The Americans had a tactic called the ‘tippy-toe tactic’ which was to silently move around through terrain without the enemy side knowing about it. This meant it would be a sneak attack. However, this was fairly difficult for the Americans as they were using tanks some of the time. This made it difficult for them because you could hear them coming, so it wasn’t really silent. The Vietnamese Army had a tactic in Guerilla warfare. They used bunkers underground to hide out from the enemy. Although this seemed like an easy way to attack them, by throwing a grenade in and killing them in a ‘dead end’, the bunkers had many more levels to them than the U.S. had thought. In one case, the Americans had ‘tried’ to negotiate with the Vietcong, and in no response had sent someone to interpret them. This man than been killed and so they used a grenade to get them to come out, after realizing that there was no one to be found in the place, they noticed the lower levels to the bunker and so this is an advantage to the Vietcong. One of the most important tactics that the Americans had used was ‘Vertical Envelopment’, which relied upon the heavy use of helicopters transporting troops and weapons into battle very quickly, which meant they could quickly arrive anywhere the enemy had shown up. The U.S. had also employed the ‘Mike Force Units’. These included combined Marine rifle companies with Civilian Irregular Defense Forces, which were a group of civilians that had been armed and trained by the Marines who operated in securing and defending isolated villages. Another tactic used by the U.S. was using fertilizer on the terrain in the jungles.

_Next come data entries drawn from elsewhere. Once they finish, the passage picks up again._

//! Property-based tests for the mood transition gate.
//!
//! The adjacency invariant must hold over the full 16×16 mood space:
//! `validate_transition(a, b) == b` iff `|severity(a) - severity(b)| <= 1`,
//! and `== a` otherwise.

use proptest::prelude::*;

use overseer_core::mood::{ALL_MOODS, Mood};

fn arb_mood() -> impl Strategy<Value = Mood> {
    prop::sample::select(ALL_MOODS.to_vec())
}

proptest! {
    #[test]
    fn transition_respects_severity_adjacency(a in arb_mood(), b in arb_mood()) {
        let result = Mood::validate_transition(a, b);
        let delta = i16::from(a.severity()) - i16::from(b.severity());
        if delta.abs() <= 1 {
            prop_assert_eq!(result, b);
        } else {
            prop_assert_eq!(result, a);
        }
    }

    #[test]
    fn transition_result_is_always_one_of_the_inputs(a in arb_mood(), b in arb_mood()) {
        let result = Mood::validate_transition(a, b);
        prop_assert!(result == a || result == b);
    }

    #[test]
    fn gate_never_leaves_the_vocabulary(a in arb_mood(), name in "\\PC*") {
        let result = Mood::gate(a, &name);
        prop_assert!(ALL_MOODS.contains(&result));
    }
}

/// The property test samples pairs; this covers the full grid exhaustively.
#[test]
fn all_256_pairs_behave() {
    for a in ALL_MOODS {
        for b in ALL_MOODS {
            let result = Mood::validate_transition(a, b);
            let delta = i16::from(a.severity()) - i16::from(b.severity());
            if delta.abs() <= 1 {
                assert_eq!(result, b, "{a} -> {b} should be accepted");
            } else {
                assert_eq!(result, a, "{a} -> {b} should be rejected");
            }
        }
    }
}
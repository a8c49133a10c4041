//! # overseer-llm — LLM boundary for the Overseer boss engine
//!
//! Every model call the boss NPC makes goes through this crate:
//!
//! - **Client** — unified interface over Ollama, OpenAI-compatible APIs,
//!   and a `None` backend (all calls error, triggering the engine's
//!   deterministic fallbacks).
//! - **Prompts** — versioned templates for the four call sites
//!   (interaction resolve, reaction, review, chat).
//! - **Sanitizer** — strips bracket characters and prompt-injection
//!   keywords from user-controllable names before they reach a prompt.
//! - **Wire DTOs** — raw, string-typed response shapes. Vocabulary
//!   coercion happens on the engine side; this crate treats model output
//!   as untrusted text, not a typed contract.
//! - **Director** — the trait seam the engine's loops call through, so
//!   tests can swap the model for a mock.

#![deny(clippy::unwrap_used)]
#![warn(missing_docs)]
#![warn(clippy::pedantic)]
#![allow(clippy::module_name_repetitions)]

pub mod client;
pub mod director;
pub mod error;
pub mod prompt;
pub mod sanitize;
pub mod types;

pub use client::{LlmClient, LlmProvider};
pub use director::{Director, LlmDirector};
pub use error::LlmError;
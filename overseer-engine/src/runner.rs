//! Engine assembly and the async runner.
//!
//! [`Engine`] wires the shared state handles into the four subsystems and
//! spawns the two background loops (reaction polling and the one-second
//! phase tick). The host registers world objects, calls [`Engine::start`],
//! and then drives the resolver and chat from its input handling.

use std::sync::atomic::AtomicBool;
use std::sync::Arc;
use std::time::{Duration, SystemTime, UNIX_EPOCH};

use tokio::task::JoinHandle;
use tracing::info;

use overseer_core::config::{LlmSettings, OverseerConfig};
use overseer_core::events::EventHub;
use overseer_core::mood::ALL_MOODS;
use overseer_core::rules::RuleStore;
use overseer_core::vocab::{ALL_CONDITIONS, ALL_TAGS};
use overseer_core::world::WorldStore;
use overseer_llm::client::LlmProvider;
use overseer_llm::director::VocabLists;
use overseer_llm::{Director, LlmClient, LlmDirector};

use crate::chat::{ChatDeps, TerminalChat};
use crate::phase::{PhaseDeps, PhaseLifecycle};
use crate::reaction::{ReactionDeps, ReactionLoop, ReactionTick};
use crate::resolver::InteractionResolver;
use crate::state::{JobBoard, Ledger, MoodStore, ScoreSink, SessionHandle, SpeechBoard};

/// Current wall-clock time in milliseconds since the Unix epoch.
#[must_use]
#[allow(clippy::cast_possible_truncation)]
pub fn now_ms() -> u64 {
    SystemTime::now()
        .duration_since(UNIX_EPOCH)
        .map_or(0, |d| d.as_millis() as u64)
}

/// Build the production director from backend settings.
#[must_use]
pub fn build_director(settings: &LlmSettings) -> Arc<dyn Director> {
    let provider = match settings.provider.as_str() {
        "ollama" => LlmProvider::Ollama {
            base_url: settings.base_url.clone(),
        },
        "openai" => LlmProvider::OpenAiCompatible {
            base_url: settings.base_url.clone(),
            api_key: settings.api_key.clone(),
        },
        other => {
            if other != "none" {
                info!(provider = other, "Unknown LLM provider, running without one");
            }
            LlmProvider::None
        }
    };

    let client = LlmClient::new(provider, settings.model.clone(), settings.max_retries);
    let vocab = VocabLists {
        moods: join_names(ALL_MOODS.iter().map(|m| m.as_str())),
        states: join_names(ALL_CONDITIONS.iter().map(|c| c.as_str())),
        tags: join_names(ALL_TAGS.iter().map(|t| t.as_str())),
    };

    Arc::new(LlmDirector::new(client, vocab, settings.timeout_ms))
}

fn join_names<'a>(names: impl Iterator<Item = &'a str>) -> String {
    names.collect::<Vec<_>>().join(", ")
}

/// The assembled boss engine. One instance per session.
pub struct Engine {
    /// Interaction resolution endpoint.
    pub resolver: Arc<InteractionResolver>,
    /// Terminal chat endpoint.
    pub chat: Arc<TerminalChat>,
    /// The periodic reaction driver.
    pub reaction: Arc<ReactionLoop>,
    /// The phase/review lifecycle.
    pub phase: Arc<PhaseLifecycle>,
    /// Event hub; the world layer records gameplay events here.
    pub hub: Arc<EventHub>,
    /// World object store.
    pub world: Arc<WorldStore>,
    /// Current mood.
    pub mood: Arc<MoodStore>,
    /// Session status.
    pub session: Arc<SessionHandle>,
    /// Speech display.
    pub speech: Arc<SpeechBoard>,
    /// Currency, clock, and review history.
    pub ledger: Arc<Ledger>,
    config: OverseerConfig,
}

impl Engine {
    /// Wire up an engine over an opened rule cache and a populated world.
    #[must_use]
    pub fn new(
        config: OverseerConfig,
        rules: RuleStore,
        world: Arc<WorldStore>,
        director: Arc<dyn Director>,
        sink: Arc<dyn ScoreSink>,
    ) -> Self {
        let hub = Arc::new(EventHub::new());
        let mood = Arc::new(MoodStore::default());
        let session = Arc::new(SessionHandle::new());
        let speech = Arc::new(SpeechBoard::new());
        let job = Arc::new(JobBoard::new());
        let ledger = Arc::new(Ledger::default());
        let review_gate = Arc::new(AtomicBool::new(false));

        let resolver = Arc::new(InteractionResolver::new(
            rules,
            config.limits.resolve,
            Arc::clone(&director),
            Arc::clone(&hub),
        ));

        let reaction = Arc::new(ReactionLoop::new(ReactionDeps {
            config: config.reaction.clone(),
            limit: config.limits.reaction,
            director: Arc::clone(&director),
            hub: Arc::clone(&hub),
            world: Arc::clone(&world),
            mood: Arc::clone(&mood),
            session: Arc::clone(&session),
            speech: Arc::clone(&speech),
            job: Arc::clone(&job),
            ledger: Arc::clone(&ledger),
            sink: Arc::clone(&sink),
            review_gate: Arc::clone(&review_gate),
        }));

        let phase = Arc::new(PhaseLifecycle::new(PhaseDeps {
            config: config.phase.clone(),
            limit: config.limits.review,
            director: Arc::clone(&director),
            hub: Arc::clone(&hub),
            world: Arc::clone(&world),
            mood: Arc::clone(&mood),
            session: Arc::clone(&session),
            speech: Arc::clone(&speech),
            job: Arc::clone(&job),
            ledger: Arc::clone(&ledger),
            sink: Arc::clone(&sink),
            review_gate,
        }));

        let chat = Arc::new(TerminalChat::new(ChatDeps {
            config: config.chat.clone(),
            limit: config.limits.chat,
            director,
            hub: Arc::clone(&hub),
            mood: Arc::clone(&mood),
            session: Arc::clone(&session),
            job,
            ledger: Arc::clone(&ledger),
            sink,
        }));

        Self {
            resolver,
            chat,
            reaction,
            phase,
            hub,
            world,
            mood,
            session,
            speech,
            ledger,
            config,
        }
    }

    /// Assign the first job. Call once after the world is registered.
    pub fn start(&self, now_ms: u64) {
        info!("Engine starting");
        self.phase.start(now_ms);
    }

    /// Spawn the background loops. Both exit on their own once the
    /// session ends.
    #[must_use]
    pub fn spawn(&self) -> Vec<JoinHandle<()>> {
        let reaction = Arc::clone(&self.reaction);
        let poll_interval = Duration::from_millis(self.config.reaction.poll_interval_ms);
        let reaction_task = tokio::spawn(async move {
            let mut interval = tokio::time::interval(poll_interval);
            loop {
                interval.tick().await;
                if reaction.tick(now_ms()).await == ReactionTick::SessionOver {
                    break;
                }
            }
            info!("Reaction loop stopped");
        });

        let phase = Arc::clone(&self.phase);
        let session = Arc::clone(&self.session);
        let phase_task = tokio::spawn(async move {
            let mut interval = tokio::time::interval(Duration::from_secs(1));
            loop {
                interval.tick().await;
                let _ = phase.tick_second(now_ms()).await;
                if !session.is_playing() {
                    break;
                }
            }
            info!("Phase loop stopped");
        });

        vec![reaction_task, phase_task]
    }
}

impl std::fmt::Debug for Engine {
    fn fmt(&self, f: &mut std::fmt::Formatter<'_>) -> std::fmt::Result {
        f.debug_struct("Engine")
            .field("config", &self.config)
            .finish_non_exhaustive()
    }
}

This was an advantage to them as the trees would ‘grow themselves to death’, so it would make it a lot easier to see the enemy, instead of letting them hide.

The Tet Offensive.
This was a huge North Vietnamese/Vietcong offensive, which was aimed at attacking throughout the South of Vietnam at a weak time and at a low state of readiness – when the Tet celebrations were at hand. A cease-fire was used for three days (January 29th to January 31st 1968) to mark the national holiday of the Tet. For this to happen, most of the Vietnamese units were at rest, with most of their troops home. The holiday was a declared cease-fire and no action was expected at all. The U.s. and South-East Asian were ready to end the war at their peak. The Northern planners in Vietnam were expecting the South to surrender and overthrow the Republic of Vietnam, so the Tet was a very sneakily good way of trying to do this. It did, in a way, catch the SV off guard and cause much confusion and chaos, but the U.S. and ARVN (Army of the Republic of Vietnam) fought well enough and it was a military defeat for the NVA and VC. The VC were very effectively wiped out as an effective auxiliary field force during the Tet, and never really recovered. The U.S., however, had suffered a near fatal blow to their reputation, as they had claimed to be winning the war against the NVA and VC. To be caught off guard by a very daring and complex attack, it had made most of the men question what they were claiming and why. It also made them ask whether the cost of the war, in lives mostly and in rewards, was worth it or not.

The American Difficulties.
The Americans had suffered through a few critical difficulties against the Vietcong. One of the main difficulties they had to endure was the weather. Vietnam is a very wet and was made up from a long of heavy jungles – so the terrain wasn’t much easier to endure. This made the army slower, and the weather could have caused illnesses for them. Their gear and equipment was also built towards using in more large conventional wars in Europe, rather than heavy-terrained areas, like such. Another difficulty was the self-imposed limitation of the scope of the war. Because of the diplomatic situation that surrounded Vietnam, and the U.S. effort not being legally a war, they were not allowed to invade the North of Vietnam, attack any international ships delivering war goods there, or openly pursue any of the North Vietnamese forces into neighboring countries. The training towards Guerilla warfare was also a disadvantage to their side. They hadn’t been trained and organized properly to fight in the NVA and VC’s type of warfare, which was underground and very largely used.